Start of Extracted entries
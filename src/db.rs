use crate::config::AppConfig;
use crate::errors::ServiceError;
use metrics::{counter, gauge, histogram};
use sea_orm::{ConnectOptions, Database, DatabaseConnection, DbErr, RuntimeErr};
use sea_orm_migration::MigratorTrait;
use std::time::{Duration, Instant};
use tracing::{debug, error, info};

/// Type alias for a database connection pool
pub type DbPool = DatabaseConnection;

/// SQLite admits a single writer. Extra pooled connections only turn writers
/// on different items into `SQLITE_BUSY` failures.
const SQLITE_MAX_CONNECTIONS: u32 = 1;

/// Server messages for lock contention, for errors that arrive without a code.
const LOCK_CONTENTION_MESSAGES: [&str; 2] = ["database is locked", "database table is locked"];

pub fn is_sqlite_url(url: &str) -> bool {
    url.starts_with("sqlite:")
}

/// Whether a database error code means the statement lost a lock to another
/// writer and nothing was applied.
///
/// SQLite reports `SQLITE_BUSY` (5) and `SQLITE_LOCKED` (6), possibly as
/// extended codes of up to four digits. Postgres reports five-character
/// SQLSTATEs for serialization failures, deadlocks and `lock_not_available`.
pub fn is_contention_code(code: &str) -> bool {
    match code {
        "40001" | "40P01" | "55P03" => true,
        sqlite if sqlite.len() <= 4 => sqlite
            .parse::<i32>()
            .map(|extended| matches!(extended & 0xff, 5 | 6))
            .unwrap_or(false),
        _ => false,
    }
}

/// Whether `err` is lock contention that a retry can get past.
pub fn is_lock_contention(err: &DbErr) -> bool {
    if let DbErr::Conn(RuntimeErr::SqlxError(sqlx_err))
    | DbErr::Exec(RuntimeErr::SqlxError(sqlx_err))
    | DbErr::Query(RuntimeErr::SqlxError(sqlx_err)) = err
    {
        if let Some(code) = sqlx_err.as_database_error().and_then(|db_err| db_err.code()) {
            return is_contention_code(&code);
        }
    }

    let message = err.to_string();
    LOCK_CONTENTION_MESSAGES
        .iter()
        .any(|needle| message.contains(needle))
}

/// Configuration for database connection
#[derive(Debug, Clone)]
pub struct DbConfig {
    /// Database connection URL
    pub url: String,
    /// Maximum number of connections
    pub max_connections: u32,
    /// Minimum number of connections
    pub min_connections: u32,
    /// Connection timeout duration
    pub connect_timeout: Duration,
    /// Idle timeout duration
    pub idle_timeout: Duration,
    /// Acquire connection timeout
    pub acquire_timeout: Duration,
}

impl Default for DbConfig {
    fn default() -> Self {
        Self {
            url: String::new(),
            max_connections: 10,
            min_connections: 1,
            connect_timeout: Duration::from_secs(30),
            idle_timeout: Duration::from_secs(600),
            acquire_timeout: Duration::from_secs(8),
        }
    }
}

impl DbConfig {
    /// Pool bounds actually used, after the SQLite single-writer cap.
    pub fn pool_bounds(&self) -> (u32, u32) {
        let max = if is_sqlite_url(&self.url) {
            self.max_connections.min(SQLITE_MAX_CONNECTIONS)
        } else {
            self.max_connections
        };
        (max, self.min_connections.min(max))
    }
}

impl From<&AppConfig> for DbConfig {
    fn from(cfg: &AppConfig) -> Self {
        Self {
            url: cfg.database_url.clone(),
            max_connections: cfg.db_max_connections,
            min_connections: cfg.db_min_connections.min(cfg.db_max_connections),
            connect_timeout: Duration::from_secs(cfg.db_connect_timeout_secs),
            idle_timeout: Duration::from_secs(cfg.db_idle_timeout_secs),
            acquire_timeout: Duration::from_secs(cfg.db_acquire_timeout_secs),
        }
    }
}

/// Establishes a connection pool to the database with custom configuration
///
/// # Errors
/// Returns `ServiceError::DatabaseError` if the connection cannot be established
pub async fn establish_connection_with_config(config: &DbConfig) -> Result<DbPool, ServiceError> {
    let (max_connections, min_connections) = config.pool_bounds();
    if max_connections < config.max_connections {
        info!(
            requested = config.max_connections,
            max_connections, "SQLite allows one writer; capping the connection pool"
        );
    }
    debug!(
        max_connections,
        min_connections, "Configuring database connection"
    );

    let mut opt = ConnectOptions::new(config.url.clone());
    opt.max_connections(max_connections)
        .min_connections(min_connections)
        .connect_timeout(config.connect_timeout)
        .acquire_timeout(config.acquire_timeout)
        .idle_timeout(config.idle_timeout)
        .sqlx_logging(false);

    gauge!("stock_ledger_db.max_connections", max_connections as f64);

    let db_pool = Database::connect(opt).await.map_err(|e| {
        error!(error = %e, "Database connection establishment failed");
        counter!("stock_ledger_db.connection_failures", 1);
        ServiceError::db_error(e)
    })?;

    info!(max_connections, "Database connection pool established");
    Ok(db_pool)
}

/// Establish DB pool using AppConfig tuning
pub async fn establish_connection_from_app_config(cfg: &AppConfig) -> Result<DbPool, ServiceError> {
    let db_cfg: DbConfig = cfg.into();
    establish_connection_with_config(&db_cfg).await
}

/// Runs the embedded schema migrations
pub async fn run_migrations(pool: &DbPool) -> Result<(), ServiceError> {
    info!("Running database migrations");
    let start = Instant::now();

    let result = crate::migrator::Migrator::up(pool, None)
        .await
        .map_err(|e| ServiceError::MigrationError(e.to_string()));

    let elapsed = start.elapsed();
    match &result {
        Ok(_) => info!(?elapsed, "Database migrations completed"),
        Err(e) => error!(?elapsed, error = %e, "Database migrations failed"),
    }

    result
}

/// Checks if the database connection is active
pub async fn check_connection(pool: &DbPool) -> Result<(), ServiceError> {
    let start = Instant::now();
    let result = pool.ping().await.map_err(ServiceError::db_error);

    let elapsed = start.elapsed();
    match &result {
        Ok(_) => {
            debug!(?elapsed, "Database connection check successful");
            histogram!("stock_ledger_db.ping.duration", elapsed);
        }
        Err(e) => {
            error!(?elapsed, error = %e, "Database connection check failed");
            counter!("stock_ledger_db.connection_failures", 1);
        }
    }

    result
}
End of Extracted entries
■ Directions for this task
Go line by line through the records and copy those that contain the word "counter".

■ Response box
use metrics::{counter, gauge, histogram};
        counter!("stock_ledger_db.connection_failures", 1);
            counter!("stock_ledger_db.connection_failures", 1);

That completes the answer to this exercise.